Modernization of the gas infrastructure in Ukraine could have been a hugely important joint project between Gazprom and German companies, but it is not –and by mutual consent. Moscow assumes that President, Viktor Yanukovych, who agreed to extend the lease on the Sevastopol naval base in exchange for a 30 percent cut in gas prices, has no viable option other than Russia and will likely grant new concessions. Yanukovych, meanwhile, has refused the offer of a “friendly” takeover of Naftogaz by Gazprom and is charting a more balanced political course after 100 days in office (Nezavisimaya Gazeta, June 4). Germany is content to see Ukraine prioritizing “brotherly” ties with Russia, because the scope of economic problems and political squabbles in this country appears insurmountable, while the EU has no spare resources to encourage its European aspirations. The issue of investing in Ukrainian pipelines is, nevertheless, certain to resurface, particularly when it becomes clear that Gazprom is unable to implement the ruinously expensive South Stream project (Vremya Novostei, June 4).

Medvedev keeps trying to engage German business in his plans for modernization insisting that Russia has “no other choice” and cannot “relax” even if oil prices were to continue climbing, arguing that “$140 per barrel would be a catastrophe; it would destroy all our incentives for development.” There is an increasing emphasis in the modernization discourse on attracting foreign investors, who, nevertheless, are aware that the promises to “establish a normal investment and business climate” do not convince the majority of Russian entrepreneurs to unpack their suitcases. The narrow focus on technical innovations which Russia seeks to insert in the program for partnership in modernization with the EU might appear pragmatic, but in fact it signifies a failure to curb the all-penetrating corruption, in which many Western companies, including German Daimler AG, are implicated (Kommersant-Guide, May 31).

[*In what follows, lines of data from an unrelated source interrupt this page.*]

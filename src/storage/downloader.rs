//! Model artifact downloader
//!
//! Streams a catalog model's GGUF file into the models directory. Redirects
//! are followed by hand so the chain length can be capped.

use crate::error::{Error, Result};
use crate::storage::integrity::IntegrityChecker;
use crate::storage::settings::Settings;
use crate::types::ModelDescriptor;
use async_trait::async_trait;
use reqwest::header::LOCATION;
use reqwest::{StatusCode, Url};
use std::path::PathBuf;
use std::time::Duration;
use tokio::fs::File;
use tokio::io::AsyncWriteExt;

const REDIRECT_STATUSES: [StatusCode; 5] = [
    StatusCode::MOVED_PERMANENTLY,
    StatusCode::FOUND,
    StatusCode::SEE_OTHER,
    StatusCode::TEMPORARY_REDIRECT,
    StatusCode::PERMANENT_REDIRECT,
];

/// Anything that can put a valid artifact on disk for a descriptor
#[async_trait]
pub trait ArtifactFetcher: Send + Sync {
    /// Return the path of a valid local artifact, fetching it if needed.
    /// `on_progress` receives whole percentages and may borrow from the caller.
    async fn fetch(
        &self,
        descriptor: &ModelDescriptor,
        on_progress: &(dyn Fn(u8) + Send + Sync),
    ) -> Result<PathBuf>;
}

/// HTTP downloader for model artifacts
pub struct Downloader {
    client: reqwest::Client,
    integrity: IntegrityChecker,
    max_redirects: usize,
}

impl Downloader {
    pub fn new(integrity: IntegrityChecker, timeout: Duration, max_redirects: usize) -> Result<Self> {
        let client = reqwest::Client::builder()
            .user_agent(concat!("localm-runtime/", env!("CARGO_PKG_VERSION")))
            .redirect(reqwest::redirect::Policy::none())
            .timeout(timeout)
            .build()
            .map_err(|e| Error::Network(format!("Failed to create HTTP client: {}", e)))?;

        Ok(Self {
            client,
            integrity,
            max_redirects,
        })
    }

    /// Build a downloader from runtime settings
    pub fn from_settings(settings: &Settings) -> Result<Self> {
        Self::new(
            IntegrityChecker::new(&settings.models_directory, settings.integrity),
            Duration::from_secs(settings.download_timeout_secs),
            settings.max_redirects,
        )
    }

    /// Download `descriptor` unless a valid artifact already exists
    pub async fn download(
        &self,
        descriptor: &ModelDescriptor,
        on_progress: &(dyn Fn(u8) + Send + Sync),
    ) -> Result<PathBuf> {
        let dest_path = self.integrity.artifact_path(descriptor);

        if self.integrity.validate(descriptor) {
            tracing::info!("Model already present: {:?}", dest_path);
            on_progress(100);
            return Ok(dest_path);
        }

        // Partial or corrupt leftovers are removed before starting over
        self.integrity.discard_invalid(descriptor);
        tokio::fs::create_dir_all(self.integrity.models_dir()).await?;

        tracing::info!("Downloading {} from {}", descriptor.id, descriptor.source_url);
        let mut response = self.open(&descriptor.source_url).await?;

        let total_size = response.content_length().filter(|&len| len > 0);
        if let Some(total) = total_size {
            tracing::info!("File size: {} ({} bytes)", format_size(total), total);
        }

        let mut file = File::create(&dest_path).await?;
        let mut downloaded: u64 = 0;
        while let Some(chunk) = response.chunk().await? {
            file.write_all(&chunk).await?;
            downloaded += chunk.len() as u64;
            if let Some(total) = total_size {
                on_progress(percent_of(downloaded, total));
            }
        }
        file.flush().await?;
        drop(file);

        if !self.integrity.validate(descriptor) {
            let state = self.integrity.file_state(descriptor);
            self.integrity.discard_invalid(descriptor);
            return Err(Error::Integrity {
                model_id: descriptor.id.clone(),
                reason: format!(
                    "downloaded {} bytes, expected at least {}",
                    state.size_bytes,
                    self.integrity
                        .policy()
                        .required_bytes(descriptor.expected_size_bytes)
                ),
            });
        }

        tracing::info!("Download complete: {:?} ({})", dest_path, format_size(downloaded));
        Ok(dest_path)
    }

    /// Issue the GET, following redirects up to `max_redirects` hops
    async fn open(&self, url: &str) -> Result<reqwest::Response> {
        let mut current =
            Url::parse(url).map_err(|e| Error::Network(format!("Invalid URL {}: {}", url, e)))?;
        let mut hops = 0usize;

        loop {
            let response = self.client.get(current.clone()).send().await?;
            let status = response.status();

            if REDIRECT_STATUSES.contains(&status) {
                hops += 1;
                if hops > self.max_redirects {
                    return Err(Error::TooManyRedirects {
                        hops: self.max_redirects,
                        url: url.to_string(),
                    });
                }

                let location = response
                    .headers()
                    .get(LOCATION)
                    .and_then(|value| value.to_str().ok())
                    .ok_or_else(|| Error::HttpStatus {
                        status: status.as_u16(),
                        url: current.to_string(),
                    })?;
                let next = current
                    .join(location)
                    .map_err(|e| Error::Network(format!("Invalid redirect target {}: {}", location, e)))?;

                tracing::debug!("Redirect {} -> {}", current, next);
                current = next;
                continue;
            }

            if status != StatusCode::OK {
                return Err(Error::HttpStatus {
                    status: status.as_u16(),
                    url: current.to_string(),
                });
            }

            return Ok(response);
        }
    }
}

It is only rational that investors do not take Medvedev’s word that the Skolkovo “wonder-village” will prove to be a “safe haven” for their money, but what is “strictly business” for them is very personal in high-level political dialogue. Many European leaders have been inclined to give Medvedev every benefit of the doubt, and Merkel has clearly preferred to do business with him rather than with his mentor Prime Minister, Vladimir Putin, who for her is too much of a Stasi character. The expectation was that Medvedev would gradually grow into the job and develop a taste for decision-making, and the modernization discourse that he has introduced is indeed changing the content of public debates in Russia. Opinion polls show that Russians are taking the president more seriously, but among the political and business elites the evaluations are changing in the opposite direction (Levada Center, May 27). Putin has asserted his power to keep loyal cadre in key positions, to manage cash flows and to crush discontent as he sees fit, so for Western leaders it makes only so much sense to discuss with Medvedev his grand ideas about a new security architecture.